Oh, and getting to Atlanta is no longer based on conference record. Instead, it is division record. Conference record can be the first tie-breaker.


* For clarity:
-- East = Vols, UGa, Florida, South Carolina, Kentucky, Vandy, Bama, and Auburn.
-- West = LSU, Ole Miss, Miss St, Arky, A&M, Mizzou, TX, and OK.

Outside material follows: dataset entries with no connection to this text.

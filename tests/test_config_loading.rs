//! Configuration loading and validation tests
//!
//! Tests focus on the behavior of loading files from disk: what is accepted,
//! what is rejected, and how the loaded values flow into publisher settings.

use sensor_sim::config::{ConfigError, SimulatorConfig};
use sensor_sim::device::PublisherSettings;
use sensor_sim::encoding::WireFormat;
use std::io::Write;
use std::path::Path;
use std::time::Duration;
use tempfile::NamedTempFile;

#[test]
fn test_config_loads_successfully_from_valid_toml() {
    let mut temp_file = NamedTempFile::new().unwrap();
    writeln!(
        temp_file,
        r#"
[device]
id = "imx8mp-lab.01"

[mqtt]
broker_url = "mqtts://broker.example.com"
username_env = "SIM_MQTT_USER"
password_env = "SIM_MQTT_PASS"
keepalive_secs = 30

[telemetry]
interval_ms = 500
temp_min = 20.0
temp_max = 60.0
compass_variation = 2.5
gps_drift = 0.5
format = "json"

[startup]
confirmation_attempts = 4
confirmation_interval_ms = 250

[reconnect]
max_attempts = 8
backoff_ms = [100, 200]
sustained_delay_ms = 1000
"#
    )
    .unwrap();

    let config = SimulatorConfig::load_from_file(temp_file.path()).unwrap();

    assert_eq!(config.device.id, "imx8mp-lab.01");
    assert_eq!(config.mqtt.username_env.as_deref(), Some("SIM_MQTT_USER"));
    assert_eq!(config.mqtt.keepalive_secs, 30);
    assert_eq!(config.telemetry.format, WireFormat::Json);
    assert_eq!(config.reconnect.max_attempts, Some(8));
    assert_eq!(config.reconnect.backoff_ms, vec![100, 200]);

    let endpoint = config.broker_endpoint().unwrap();
    assert_eq!(endpoint.host, "broker.example.com");
    assert_eq!(endpoint.port, 8883);
    assert!(endpoint.tls);

    let settings = PublisherSettings::from_config(&config);
    assert_eq!(settings.device_id, "imx8mp-lab.01");
    assert_eq!(settings.interval, Duration::from_millis(500));
    assert_eq!(settings.confirmation_attempts, 4);
    assert_eq!(settings.confirmation_interval, Duration::from_millis(250));
}

#[test]
fn test_empty_file_yields_defaults() {
    let temp_file = NamedTempFile::new().unwrap();
    let config = SimulatorConfig::load_from_file(temp_file.path()).unwrap();
    assert_eq!(config, SimulatorConfig::default());
}

#[test]
fn test_config_fails_when_file_not_found() {
    let result = SimulatorConfig::load(Some(Path::new("/nonexistent/sensor-sim.toml")));
    assert!(matches!(result, Err(ConfigError::FileRead(_))));
}

#[test]
fn test_config_fails_with_invalid_toml_syntax() {
    let mut temp_file = NamedTempFile::new().unwrap();
    writeln!(temp_file, "[telemetry\ninterval_ms = ").unwrap();

    let result = SimulatorConfig::load_from_file(temp_file.path());
    assert!(matches!(result, Err(ConfigError::TomlParse(_))));
}

#[test]
fn test_config_rejects_unknown_wire_format() {
    let mut temp_file = NamedTempFile::new().unwrap();
    writeln!(
        temp_file,
        r#"
[telemetry]
format = "xml"
"#
    )
    .unwrap();

    assert!(SimulatorConfig::load_from_file(temp_file.path()).is_err());
}

#[test]
fn test_config_rejects_invalid_device_id() {
    let mut temp_file = NamedTempFile::new().unwrap();
    writeln!(
        temp_file,
        r#"
[device]
id = "sensor/one"
"#
    )
    .unwrap();

    let result = SimulatorConfig::load_from_file(temp_file.path());
    assert!(matches!(result, Err(ConfigError::InvalidDeviceId(_))));
}

#[test]
fn test_config_rejects_inverted_temperature_range() {
    let mut temp_file = NamedTempFile::new().unwrap();
    writeln!(
        temp_file,
        r#"
[telemetry]
temp_min = 70.0
temp_max = 40.0
"#
    )
    .unwrap();

    let result = SimulatorConfig::load_from_file(temp_file.path());
    assert!(matches!(result, Err(ConfigError::InvalidConfig(_))));
}

#[test]
fn test_config_rejects_unsupported_broker_scheme() {
    let mut temp_file = NamedTempFile::new().unwrap();
    writeln!(
        temp_file,
        r#"
[mqtt]
broker_url = "http://localhost:1883"
"#
    )
    .unwrap();

    let result = SimulatorConfig::load_from_file(temp_file.path());
    assert!(matches!(result, Err(ConfigError::InvalidBroker(_))));
}

#[test]
fn test_credentials_resolved_from_named_env_vars() {
    std::env::set_var("SENSOR_SIM_TEST_USER_7F3A", "device-user");
    let mut config = SimulatorConfig::default();
    config.mqtt.username_env = Some("SENSOR_SIM_TEST_USER_7F3A".to_string());
    config.mqtt.password_env = Some("SENSOR_SIM_TEST_PASS_UNSET_7F3A".to_string());

    assert_eq!(config.get_mqtt_username().as_deref(), Some("device-user"));
    assert_eq!(config.get_mqtt_password(), None);
    std::env::remove_var("SENSOR_SIM_TEST_USER_7F3A");
}

#[test]
fn test_cli_broker_override_keeps_file_settings() {
    let mut temp_file = NamedTempFile::new().unwrap();
    writeln!(
        temp_file,
        r#"
[device]
id = "bench-2"
"#
    )
    .unwrap();

    let mut config = SimulatorConfig::load_from_file(temp_file.path()).unwrap();
    config.set_broker("10.0.0.5:1885").unwrap();

    assert_eq!(config.mqtt.broker_url, "mqtt://10.0.0.5:1885");
    assert_eq!(config.device.id, "bench-2");
    assert!(config.validate().is_ok());
}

** Also for clarity: Tennessee's cross-divisional schedule may look like this:

Year 1 - LSU (away), Ole Miss (home)
Year 2 - Ole Miss (away), Oklahoma (home)
Year 3 - OK (away), Miss St (home)
Year 4 - Miss St (away), Texas (home)
Year 5 - TX (away), Mizzou (home)
Year 6 - Mizzou (away), A&M (home)
Year 7 - A&M (away), Arky (home)
Year 8 - Arky (away), LSU (home
repeat


p.s. Why keep the divisions? Well, the old "if it ain't broke don't fix it," comes to mind. But more than that, the SEC is growing. From 12 to 14 to 16 teams, and who knows if more are coming. Going to get so big at some point that it stops feeling like a conference and starts feeling like a mini-league. When that time comes, the divisions can fill the "neighborhood" role that the conference once did. In engineering terms, we'll be needing that interior structure as the edifice enlarges.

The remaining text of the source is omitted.